Last Visited:     16 May, 2026
Registered:     22 March, 2005
Location:     Barnsley, Yorkshire, England


 



Profile:
T-Girl

Favorite Look:
General / Everyday wear


VALENTINES DAY....the "Lancashire lass" that send me a Valentines card (we've spoken in the past ?), please message me....I won't bite x

2026
===
It's been a minute (or 2).
2025 ended up not being a great year in the end.
Made redundant in June, took until November to get back into work.
Wife decided to end both our marriage (not quite 3 years) & relationship of near 16 years in September. We are currently still working through this....co-habiting is tough, I spent 5 months sleeping on a camp bed !!!!
Pippa has now been absent Since that day in September sadly, hopeful she will return when the dust settles but for now she's AWOL.
I have told a few more people about this side of me, mainly because I feared it weaponised during the divorce process (even though the wife new from day 1....first date at an LFF back then too).
Not sure what the future holds for me now, everything seems to be a little on hold or paused until housing situation resolves itself.

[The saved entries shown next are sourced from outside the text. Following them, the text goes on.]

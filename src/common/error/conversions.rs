//! Error conversion implementations.
//!
//! This module contains From trait implementations to convert errors from
//! the XML and ZIP layers into the unified Error type.

use super::types::Error;

impl From<quick_xml::Error> for Error {
    fn from(err: quick_xml::Error) -> Self {
        Error::XmlError(err.to_string())
    }
}

impl From<quick_xml::escape::EscapeError> for Error {
    fn from(err: quick_xml::escape::EscapeError) -> Self {
        Error::XmlError(err.to_string())
    }
}

#[cfg(feature = "package")]
impl From<zip::result::ZipError> for Error {
    fn from(err: zip::result::ZipError) -> Self {
        Error::ZipError(err.to_string())
    }
}
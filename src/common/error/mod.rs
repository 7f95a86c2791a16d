//! Unified error types for odsgrid.
//!
//! This module provides a unified error type that encompasses loading,
//! lookup and decoding failures, presenting a consistent API to users.

// Submodule declarations
pub mod conversions;
pub mod types;

// Re-exports
pub use types::{Error, Result};
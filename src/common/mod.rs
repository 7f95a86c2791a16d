//! Common types shared across the crate.

// Submodule declarations
pub mod error;

// Re-exports for convenience
pub use error::{Error, Result};
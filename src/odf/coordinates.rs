//! Cell coordinate utilities (A1 notation).
//!
//! Extraction errors report where they happened. This module converts the
//! physical (repeat-expanded) row and column positions the extraction engine
//! tracks into the A1 notation spreadsheet users recognise.
//!
//! Positions saturate at `usize::MAX` when repeat counts are absurd, so the
//! conversions here never overflow.

use std::fmt;

/// Convert numeric column to alphabetic notation (0-indexed)
///
/// # Examples
///
/// ```
/// use odsgrid::odf::coordinates::digit_to_alpha;
///
/// assert_eq!(digit_to_alpha(0), "A");
/// assert_eq!(digit_to_alpha(25), "Z");
/// assert_eq!(digit_to_alpha(26), "AA");
/// ```
pub fn digit_to_alpha(digit: usize) -> String {
    let mut column = String::new();
    let mut rest = Some(digit);

    while let Some(n) = rest {
        column.insert(0, char::from(b'A' + (n % 26) as u8));
        rest = (n / 26).checked_sub(1);
    }

    column
}

/// Cell coordinates (column, row) both 0-indexed
///
/// # Examples
///
/// ```
/// use odsgrid::odf::coordinates::CellCoord;
///
/// let coord = CellCoord::new(1, 2);
/// assert_eq!(coord.to_string(), "B3");
/// ```
#[derive(Debug, Clone, Copy, PartialEq, Eq, Hash)]
pub struct CellCoord {
    column: usize,
    row: usize,
}

impl CellCoord {
    /// Create a new cell coordinate
    #[inline]
    pub const fn new(column: usize, row: usize) -> Self {
        Self { column, row }
    }

    /// Get column index (0-indexed)
    #[inline]
    pub const fn column(&self) -> usize {
        self.column
    }

    /// Get row index (0-indexed)
    #[inline]
    pub const fn row(&self) -> usize {
        self.row
    }

    /// Convert to A1 notation string
    pub fn to_a1(&self) -> String {
        format!("{}{}", digit_to_alpha(self.column), self.row.saturating_add(1))
    }
}

impl fmt::Display for CellCoord {
    fn fmt(&self, f: &mut fmt::Formatter<'_>) -> fmt::Result {
        write!(f, "{}", self.to_a1())
    }
}

/// Where in a sheet an extraction error originated.
///
/// Row-level problems (a malformed `table:number-rows-repeated`) only know
/// their row; everything decoded from a cell knows both coordinates.
#[derive(Debug, Clone, Copy, PartialEq, Eq, Hash)]
pub enum Location {
    /// Physical row index (0-indexed, repeats expanded)
    Row(usize),
    /// Physical cell position (repeats expanded)
    Cell(CellCoord),
}

impl fmt::Display for Location {
    fn fmt(&self, f: &mut fmt::Formatter<'_>) -> fmt::Result {
        match self {
            Location::Row(row) => write!(f, "row {}", row.saturating_add(1)),
            Location::Cell(coord) => write!(f, "cell {}", coord),
        }
    }
}

#[cfg(test)]
mod tests {
    use super::*;

    #[test]
    fn test_digit_to_alpha() {
        assert_eq!(digit_to_alpha(0), "A");
        assert_eq!(digit_to_alpha(25), "Z");
        assert_eq!(digit_to_alpha(26), "AA");
        assert_eq!(digit_to_alpha(51), "AZ");
        assert_eq!(digit_to_alpha(52), "BA");
        assert_eq!(digit_to_alpha(701), "ZZ");
        assert_eq!(digit_to_alpha(702), "AAA");
        // Last column LibreOffice Calc allows
        assert_eq!(digit_to_alpha(16383), "XFD");
    }

    #[test]
    fn test_saturated_coordinates_format() {
        let column = digit_to_alpha(usize::MAX);
        assert!(!column.is_empty());
        assert!(column.chars().all(|c| c.is_ascii_uppercase()));

        let coord = CellCoord::new(usize::MAX, usize::MAX);
        assert!(coord.to_a1().ends_with(&usize::MAX.to_string()));
        assert_eq!(Location::Row(usize::MAX).to_string(), format!("row {}", usize::MAX));
    }

    #[test]
    fn test_location_display() {
        assert_eq!(Location::Row(0).to_string(), "row 1");
        assert_eq!(Location::Cell(CellCoord::new(1, 2)).to_string(), "cell B3");
        assert_eq!(Location::Cell(CellCoord::new(26, 9)).to_string(), "cell AA10");
    }
}
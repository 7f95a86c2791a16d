//! Sheet handles for ODS spreadsheets.

use super::extract::{ExtractOptions, Grid, extract_grid};
use crate::common::Result;
use crate::odf::elements::element::Element;
use crate::odf::elements::table::Table;

/// A sheet (worksheet) in an ODS spreadsheet.
///
/// Borrows its `table:table` element from the owning document.
#[derive(Debug, Clone, Copy)]
pub struct Sheet<'a> {
    table: Table<'a>,
}

impl<'a> Sheet<'a> {
    /// View a `table:table` element as a sheet
    pub fn from_element(element: &'a Element) -> Option<Self> {
        Table::from_element(element).map(|table| Self { table })
    }

    /// Get the name of the sheet.
    ///
    /// A table without `table:name` reports the empty string.
    pub fn name(&self) -> &'a str {
        self.table.name().unwrap_or_default()
    }

    /// Get the underlying table view
    pub fn table(&self) -> Table<'a> {
        self.table
    }

    /// Extract the sheet as a rectangular grid
    pub fn extract(&self, options: &ExtractOptions) -> Result<Grid> {
        extract_grid(self, options.convert_float)
    }
}
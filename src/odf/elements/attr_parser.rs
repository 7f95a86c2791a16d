//! Numeric attribute parsing for ODF table elements.
//!
//! Repeat counts and `office:value` are read on every cell of a sheet, so
//! these go through `atoi_simd` and `fast_float2` rather than `str::parse`.
//! Failures are reported as `MalformedAttribute` carrying the attribute's
//! prefixed name and raw value; the caller attaches the cell location.

use crate::common::{Error, Result};
use crate::odf::elements::element::ElementBase;
use crate::odf::elements::namespace::QualifiedName;
use atoi_simd::parse_skipped;

/// Parse a non-negative repeat count
///
/// # Examples
///
/// ```
/// # use odsgrid::odf::elements::attr_parser::parse_count;
/// assert_eq!(parse_count("1024").unwrap(), 1024);
/// assert!(parse_count("-1").is_err());
/// ```
#[inline]
pub fn parse_count(value: &str) -> Result<usize> {
    let trimmed = value.trim();
    let digits = trimmed.strip_prefix('+').unwrap_or(trimmed);
    parse_skipped::<u64>(digits.as_bytes())
        .ok()
        .and_then(|n| usize::try_from(n).ok())
        .ok_or_else(|| Error::InvalidFormat(format!("Invalid count value: {}", value)))
}

/// Parse a floating-point value the way a spreadsheet stores it
///
/// # Examples
///
/// ```
/// # use odsgrid::odf::elements::attr_parser::parse_float;
/// assert_eq!(parse_float("4.5").unwrap(), 4.5);
/// assert_eq!(parse_float(" -1e3 ").unwrap(), -1000.0);
/// ```
#[inline]
pub fn parse_float(value: &str) -> Result<f64> {
    fast_float2::parse(value.trim())
        .map_err(|_| Error::InvalidFormat(format!("Invalid float value: {}", value)))
}

/// Read an optional count attribute such as `table:number-rows-repeated`
/// or `text:c`
pub fn count_attribute<E: ElementBase + ?Sized>(
    element: &E,
    name: &str,
    default: usize,
) -> Result<usize> {
    match attribute_by_name(element, name) {
        None => Ok(default),
        Some(raw) => parse_count(raw).map_err(|_| Error::malformed_attribute(name, Some(raw))),
    }
}

/// Read a required floating-point attribute
pub fn float_attribute<E: ElementBase + ?Sized>(element: &E, name: &str) -> Result<f64> {
    let raw = attribute_by_name(element, name).ok_or_else(|| Error::malformed_attribute(name, None))?;
    parse_float(raw).map_err(|_| Error::malformed_attribute(name, Some(raw)))
}

/// Read a required string attribute
pub fn required_attribute<'a, E: ElementBase + ?Sized>(element: &'a E, name: &str) -> Result<&'a str> {
    attribute_by_name(element, name).ok_or_else(|| Error::malformed_attribute(name, None))
}

fn attribute_by_name<'a, E: ElementBase + ?Sized>(element: &'a E, name: &str) -> Option<&'a str> {
    let name = QualifiedName::from_string(name);
    element.attribute(name.namespace_uri.as_deref()?, &name.local_name)
}

#[cfg(test)]
mod tests {
    use super::*;
    use crate::odf::elements::element::Element;

    #[test]
    fn test_parse_count() {
        assert_eq!(parse_count("0").unwrap(), 0);
        assert_eq!(parse_count("3").unwrap(), 3);
        assert_eq!(parse_count(" 7 ").unwrap(), 7);
        assert_eq!(parse_count("+2").unwrap(), 2);
        assert_eq!(parse_count("007").unwrap(), 7);
        assert_eq!(parse_count("18446744073709551615").unwrap(), usize::MAX);
        assert!(parse_count("").is_err());
        assert!(parse_count("two").is_err());
        assert!(parse_count("1.5").is_err());
        assert!(parse_count("-3").is_err());
    }

    #[test]
    fn test_parse_float() {
        assert!((parse_float("3.14").unwrap() - 3.14).abs() < 1e-12);
        assert_eq!(parse_float("4").unwrap(), 4.0);
        assert!(parse_float("1,5").is_err());
        assert!(parse_float("").is_err());
    }

    #[test]
    fn test_count_attribute() {
        let row = Element::new("table:table-row");
        assert_eq!(count_attribute(&row, "table:number-rows-repeated", 1).unwrap(), 1);

        let row = row.with_attribute("table:number-rows-repeated", "12");
        assert_eq!(count_attribute(&row, "table:number-rows-repeated", 1).unwrap(), 12);

        let row = Element::new("table:table-row").with_attribute("table:number-rows-repeated", "x");
        match count_attribute(&row, "table:number-rows-repeated", 1) {
            Err(Error::MalformedAttribute { attribute, value, .. }) => {
                assert_eq!(attribute, "table:number-rows-repeated");
                assert_eq!(value.as_deref(), Some("x"));
            },
            other => panic!("expected MalformedAttribute, got {:?}", other),
        }
    }

    #[test]
    fn test_float_attribute_missing() {
        let cell = Element::new("table:table-cell");
        match float_attribute(&cell, "office:value") {
            Err(Error::MalformedAttribute { value: None, .. }) => {},
            other => panic!("expected missing MalformedAttribute, got {:?}", other),
        }
    }
}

Happy to chat to folk, starting visiting TVchix more regularly again as Facebook page is deactivated due to the above.

JUNE 2025
=======
Well this side of me continues to be in a holding pattern. 52 now which seems utterly mad to me. Been dealing with the ups and downs of being trans-something now for 45+ years.
A few more people know about this side of me and have been great about it....incredible comments which I do not deserve tbh.
I've continued to attend my local support group with a few periods of absence, just was trying to get my head around some issues (not sure this is fully resolved but for now the "noise" is quiet).
"Look" wise I seem pretty settled, helps finding a fantastic supplier of "hair" which does wonders for your confidence (look up Wig Envy on FB if curious, Laura is great !). Att the end of the day I'm 52 now and this means certain types of dressing are out of the window.
I love spending time as her but it is becoming harder and harder as I get old, the battles with body hair just seem to become tougher.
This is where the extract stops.